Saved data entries
########

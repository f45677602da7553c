//! Lease tracking for issued credentials.
//!
//! Every credential handed out through `creds/<role>` gets a lease recorded
//! here. Leases live in memory only: the backend persists roles, not leases.
//! A background sweep revokes leases once they expire; revocations that fail
//! stay tracked and are retried on the next sweep.

use std::collections::HashMap;
use std::sync::Arc;
use std::time::Duration;

use axum::{
    extract::State,
    http::StatusCode,
    response::Json,
    routing::{get, post},
    Router,
};
use chrono::{DateTime, Utc};
use serde::Serialize;
use thiserror::Error;
use tokio::sync::RwLock;
use tokio::task::JoinHandle;
use uuid::Uuid;

use crate::backend::{InternalData, LeaseOptions, RenewResponse, SecretResponse};
use crate::config::LeaseConfig;

use super::routes::AppState;
use super::types::*;

#[derive(Debug, Error)]
pub enum LeaseError {
    #[error("lease not found: {0}")]
    NotFound(String),

    #[error("lease {0} has reached its max TTL")]
    MaxTtlReached(String),
}

/// System lease bounds.
#[derive(Debug, Clone, Copy, PartialEq, Eq)]
pub struct LeasePolicy {
    pub default_ttl: Duration,
    pub max_ttl: Duration,
}

impl From<&LeaseConfig> for LeasePolicy {
    fn from(config: &LeaseConfig) -> Self {
        Self {
            default_ttl: config.default_ttl,
            max_ttl: config.max_ttl,
        }
    }
}

impl LeasePolicy {
    /// Resolve `(ttl, max_ttl)` for a lease: role values win over the
    /// defaults, and neither may exceed the system maximum.
    pub fn effective(&self, lease: &LeaseOptions) -> (Duration, Duration) {
        let max_ttl = lease
            .max_ttl
            .map(|m| m.min(self.max_ttl))
            .unwrap_or(self.max_ttl);
        let ttl = lease.ttl.unwrap_or(self.default_ttl).min(max_ttl);
        (ttl, max_ttl)
    }
}

/// One outstanding lease.
#[derive(Debug, Clone, Serialize)]
pub struct LeaseRecord {
    pub lease_id: String,
    pub internal: InternalData,
    pub issued_at: DateTime<Utc>,
    pub expires_at: DateTime<Utc>,
    #[serde(with = "crate::util::duration_secs")]
    pub max_ttl: Duration,
}

impl LeaseRecord {
    /// Latest instant this lease may ever be extended to.
    pub fn hard_limit(&self) -> DateTime<Utc> {
        add_clamped(self.issued_at, self.max_ttl)
    }

    /// Whole seconds left until expiry at `now`.
    pub fn remaining_secs(&self, now: DateTime<Utc>) -> u64 {
        (self.expires_at - now).num_seconds().max(0) as u64
    }
}

/// `at + duration`, saturating at the latest representable instant.
fn add_clamped(at: DateTime<Utc>, duration: Duration) -> DateTime<Utc> {
    chrono::Duration::from_std(duration)
        .ok()
        .and_then(|d| at.checked_add_signed(d))
        .unwrap_or(DateTime::<Utc>::MAX_UTC)
}

/// In-memory lease table.
pub struct LeaseTracker {
    mount: String,
    policy: LeasePolicy,
    leases: RwLock<HashMap<String, LeaseRecord>>,
}

impl LeaseTracker {
    pub fn new(mount: impl Into<String>, policy: LeasePolicy) -> Self {
        Self {
            mount: mount.into(),
            policy,
            leases: RwLock::new(HashMap::new()),
        }
    }

    /// Record a lease for a freshly issued credential.
    pub async fn register(&self, secret: &SecretResponse) -> LeaseRecord {
        self.register_at(secret, Utc::now()).await
    }

    async fn register_at(&self, secret: &SecretResponse, now: DateTime<Utc>) -> LeaseRecord {
        let (ttl, max_ttl) = self.policy.effective(&secret.lease);
        let record = LeaseRecord {
            lease_id: format!(
                "{}creds/{}/{}",
                self.mount,
                secret.internal.role,
                Uuid::new_v4()
            ),
            internal: secret.internal.clone(),
            issued_at: now,
            expires_at: add_clamped(now, ttl),
            max_ttl,
        };
        self.leases
            .write()
            .await
            .insert(record.lease_id.clone(), record.clone());
        tracing::debug!(lease_id = %record.lease_id, ttl_secs = ttl.as_secs(), "Registered lease");
        record
    }

    pub async fn get(&self, lease_id: &str) -> Result<LeaseRecord, LeaseError> {
        self.leases
            .read()
            .await
            .get(lease_id)
            .cloned()
            .ok_or_else(|| LeaseError::NotFound(lease_id.to_string()))
    }

    /// Outstanding lease ids, sorted.
    pub async fn list(&self) -> Vec<String> {
        let mut ids: Vec<String> = self.leases.read().await.keys().cloned().collect();
        ids.sort();
        ids
    }

    pub async fn len(&self) -> usize {
        self.leases.read().await.len()
    }

    pub async fn remove(&self, lease_id: &str) -> Option<LeaseRecord> {
        self.leases.write().await.remove(lease_id)
    }

    /// Take a lease out of the table for revocation. Only one caller can
    /// claim a given lease; the rest see `NotFound`.
    pub async fn claim(&self, lease_id: &str) -> Result<LeaseRecord, LeaseError> {
        self.remove(lease_id)
            .await
            .ok_or_else(|| LeaseError::NotFound(lease_id.to_string()))
    }

    /// Put back a lease whose revocation failed so a later sweep retries it.
    pub async fn restore(&self, record: LeaseRecord) {
        self.leases
            .write()
            .await
            .insert(record.lease_id.clone(), record);
    }

    /// Leases whose expiry is at or before `now`.
    pub async fn expired(&self, now: DateTime<Utc>) -> Vec<LeaseRecord> {
        self.leases
            .read()
            .await
            .values()
            .filter(|record| record.expires_at <= now)
            .cloned()
            .collect()
    }

    /// Extend a lease from now by `increment`, or by the TTL the backend
    /// returned on renewal. The lease never outlives `issued_at + max_ttl`.
    pub async fn renew(
        &self,
        lease_id: &str,
        increment: Option<Duration>,
        renewed: &RenewResponse,
    ) -> Result<LeaseRecord, LeaseError> {
        self.renew_at(lease_id, increment, renewed, Utc::now()).await
    }

    async fn renew_at(
        &self,
        lease_id: &str,
        increment: Option<Duration>,
        renewed: &RenewResponse,
        now: DateTime<Utc>,
    ) -> Result<LeaseRecord, LeaseError> {
        let mut leases = self.leases.write().await;
        let record = leases
            .get_mut(lease_id)
            .ok_or_else(|| LeaseError::NotFound(lease_id.to_string()))?;

        let (role_ttl, role_max_ttl) = self.policy.effective(&renewed.lease);
        record.max_ttl = record.max_ttl.min(role_max_ttl);
        let limit = record.hard_limit();
        if now >= limit {
            return Err(LeaseError::MaxTtlReached(lease_id.to_string()));
        }

        let ttl = increment.unwrap_or(role_ttl);
        record.expires_at = add_clamped(now, ttl).min(limit);
        Ok(record.clone())
    }
}

/// Create the lease API routes.
pub fn routes() -> Router<Arc<AppState>> {
    Router::new()
        .route("/", get(list_leases))
        .route("/revoke", post(revoke_lease))
        .route("/renew", post(renew_lease))
}

/// GET /v1/leases
async fn list_leases(State(state): State<Arc<AppState>>) -> Json<DataResponse<KeysResponse>> {
    DataResponse::new(KeysResponse {
        keys: state.leases.list().await,
    })
}

/// POST /v1/leases/revoke
async fn revoke_lease(
    State(state): State<Arc<AppState>>,
    Json(req): Json<RevokeLeaseRequest>,
) -> ApiResult<StatusCode> {
    let record = state.leases.claim(&req.lease_id).await?;
    if let Err(e) = state.backend.revoke(&record.internal).await {
        state.leases.restore(record).await;
        return Err(e.into());
    }
    tracing::info!(lease_id = %record.lease_id, "Revoked lease");
    Ok(StatusCode::NO_CONTENT)
}

/// POST /v1/leases/renew
async fn renew_lease(
    State(state): State<Arc<AppState>>,
    Json(req): Json<RenewLeaseRequest>,
) -> ApiResult<Json<LeaseResponse<InternalData>>> {
    let record = state.leases.get(&req.lease_id).await?;
    let renewed = state.backend.renew(&record.internal).await?;
    let record = state
        .leases
        .renew(&record.lease_id, req.increment, &renewed)
        .await?;
    Ok(Json(LeaseResponse {
        lease_duration: record.remaining_secs(Utc::now()),
        lease_id: record.lease_id,
        renewable: true,
        data: record.internal,
    }))
}

/// Revoke every lease that expired by `now`. Returns how many were revoked.
pub async fn sweep_expired(state: &AppState, now: DateTime<Utc>) -> usize {
    let mut revoked = 0;
    for expired in state.leases.expired(now).await {
        // Skip leases an explicit revoke claimed since the scan.
        let Ok(record) = state.leases.claim(&expired.lease_id).await else {
            continue;
        };
        match state.backend.revoke(&record.internal).await {
            Ok(()) => {
                revoked += 1;
                tracing::info!(lease_id = %record.lease_id, "Revoked expired lease");
            }
            Err(e) => {
                tracing::warn!(lease_id = %record.lease_id, error = %e, "Failed to revoke expired lease; will retry");
                state.leases.restore(record).await;
            }
        }
    }
    revoked
}

/// Run [`sweep_expired`] every `interval` until the task is aborted.
pub fn spawn_expiry_sweeper(state: Arc<AppState>, interval: Duration) -> JoinHandle<()> {
    tokio::spawn(async move {
        let mut ticker = tokio::time::interval(interval);
        ticker.set_missed_tick_behavior(tokio::time::MissedTickBehavior::Delay);
        loop {
            ticker.tick().await;
            let revoked = sweep_expired(&state, Utc::now()).await;
            if revoked > 0 {
                tracing::debug!(revoked, "Lease sweep finished");
            }
        }
    })
}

########

### The task
Lines from the start of the entries through the one containing "System lease bounds." are to be set down again exactly, both ends included.

### Exercise output
repository f45677602da7553c
//! Lease tracking for issued credentials.
//!
//! Every credential handed out through `creds/<role>` gets a lease recorded
//! here. Leases live in memory only: the backend persists roles, not leases.
//! A background sweep revokes leases once they expire; revocations that fail
//! stay tracked and are retried on the next sweep.

use std::collections::HashMap;
use std::sync::Arc;
use std::time::Duration;

use axum::{
    extract::State,
    http::StatusCode,
    response::Json,
    routing::{get, post},
    Router,
};
use chrono::{DateTime, Utc};
use serde::Serialize;
use thiserror::Error;
use tokio::sync::RwLock;
use tokio::task::JoinHandle;
use uuid::Uuid;

use crate::backend::{InternalData, LeaseOptions, RenewResponse, SecretResponse};
use crate::config::LeaseConfig;

use super::routes::AppState;
use super::types::*;

#[derive(Debug, Error)]
pub enum LeaseError {
    #[error("lease not found: {0}")]
    NotFound(String),

    #[error("lease {0} has reached its max TTL")]
    MaxTtlReached(String),
}

/// System lease bounds.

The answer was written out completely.